ABSTRACT
Integration of core descriptions with paleontological data and a core-derived, paleomagnetic reversal stratigraphy have been used to provide a new conceptual depositional model for the Eocene C1 Sands reservoir of the giant Maui gas-condensate field. The lowest interval of the C1 Sands was deposited in coastal and lagoonal environments. A subsequent fall in relative sea level gave rise to progradation of channel-fill sands that form a multilateral, multistory sand body. Dipmeter data suggest that the lowermost story of these coalesced channel fills was tidally influenced. The bulk of the overlying C1 Sands was deposited as highstand, regressive shoreline sands that are partitioned by thin, tight transgressive deposits. A lowstand valley was incised into these sediments in the eastern and southern parts of the field. The fill of this valley is interpreted to be of a different age from laterally adjacent shoreline sediments on the basis of the paleomagnetic reversal stratigraphy. This model has been extended from the cored wells by careful calibration and correlation of wireline log response from all wells. Both the landward and seaward pinch-out of the shoreline sands have been delineated by interpretation of amplitude displays derived from the 3-D (three-dimensional) seismic data. The lateral extent of the lowstand valley fill is also defined by the 3-D seismic data.
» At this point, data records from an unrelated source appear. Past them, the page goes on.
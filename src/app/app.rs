use axum::{Router, http::StatusCode, routing::get, middleware};
use std::net::SocketAddr;
use std::sync::Arc;
use tower_cookies::CookieManagerLayer;
use tracing::{error, info, warn};
use crate::config::{AdminConfig, AppConfig, EmailConfig, MongoConfig, StoreBackend};
use crate::middlewares::admin_middleware::admin_gate;
use crate::repository::memory_quote_repo::InMemoryQuoteRepository;
use crate::repository::quote_repo::{MongoQuoteRepository, QuoteRepository};
use crate::router::auth_router::auth_router;
use crate::router::quote_router::quote_router;
use crate::service::auth_service::AdminAuthService;
use crate::service::quote_service::QuoteServiceImpl;
use crate::util::email::{DisabledNotifier, QuoteNotifier, SmtpEmailService};

#[derive(Debug, thiserror::Error)]
pub enum StartupError {
    #[error("configuration error: {0}")]
    Config(#[from] crate::config::ConfigError),
    #[error("database error: {0}")]
    Database(#[from] mongodb::error::Error),
    #[error("server error: {0}")]
    Io(#[from] std::io::Error),
    #[error("invalid listen address: {0}")]
    Address(#[from] std::net::AddrParseError),
}

/// Full HTTP surface: quote intake, admin API, session endpoints and the
/// `/admin` gate in front of all of them.
pub fn build_router(quote_service: Arc<QuoteServiceImpl>, auth_service: Arc<AdminAuthService>) -> Router {
    Router::new()
        .merge(quote_router(quote_service))
        .merge(auth_router(auth_service))
        .route("/health", get(|| async { "OK" }))
        .fallback(|| async { (StatusCode::NOT_FOUND, "Not Found") })
        .layer(middleware::from_fn(admin_gate))
        .layer(CookieManagerLayer::new())
}

pub struct App {
    config: AppConfig,
    router: Router,
}

impl App {
    pub async fn new() -> Result<Self, StartupError> {
        let config = AppConfig::from_env()?;

        let quote_repo: Arc<dyn QuoteRepository> = match config.store {
            StoreBackend::Mongo => {
                let mongo_config = MongoConfig::from_env()?;
                Arc::new(MongoQuoteRepository::new(&mongo_config).await?)
            }
            StoreBackend::Memory => {
                warn!("Using in-memory quote store, submissions are lost on restart");
                Arc::new(InMemoryQuoteRepository::new())
            }
        };

        let quote_service = Arc::new(QuoteServiceImpl::new(quote_repo, Self::notifier()));
        let auth_service = Arc::new(AdminAuthService::new(AdminConfig::from_env()));

        let router = build_router(quote_service, auth_service);
        Ok(App { config, router })
    }

    // Email is advisory: without a working configuration quotes are still accepted.
    fn notifier() -> Arc<dyn QuoteNotifier> {
        let email = EmailConfig::from_env()
            .map_err(|e| e.to_string())
            .and_then(|config| SmtpEmailService::new(config).map_err(|e| e.to_string()));
        match email {
            Ok(service) => Arc::new(service),
            Err(reason) => {
                error!("Email notifications disabled: {reason}");
                Arc::new(DisabledNotifier { reason })
            }
        }
    }

    pub async fn start(self) -> Result<(), StartupError> {
        let addr = SocketAddr::new(self.config.host.parse()?, self.config.port);
        info!("🚀 Server running at http://{}", addr);
        let listener = tokio::net::TcpListener::bind(addr).await?;
        axum::serve(listener, self.router).await?;
        Ok(())
    }
}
The well and seismic data have been combined, within a sequence stratigraphic framework, to construct a 3-D geological model of the field that is consistent with the dynamic performance of the reservoir and has been used to construct a 3-D reservoir simulation model. In the numerical geological model, sediment body thicknesses are defined on the basis of well data, and their lateral extents are constrained by the 3-D seismic data. The 3-D seismic data volume contains both chronostratigraphic and lithostratigraphic information that has been used to construct the reservoir model.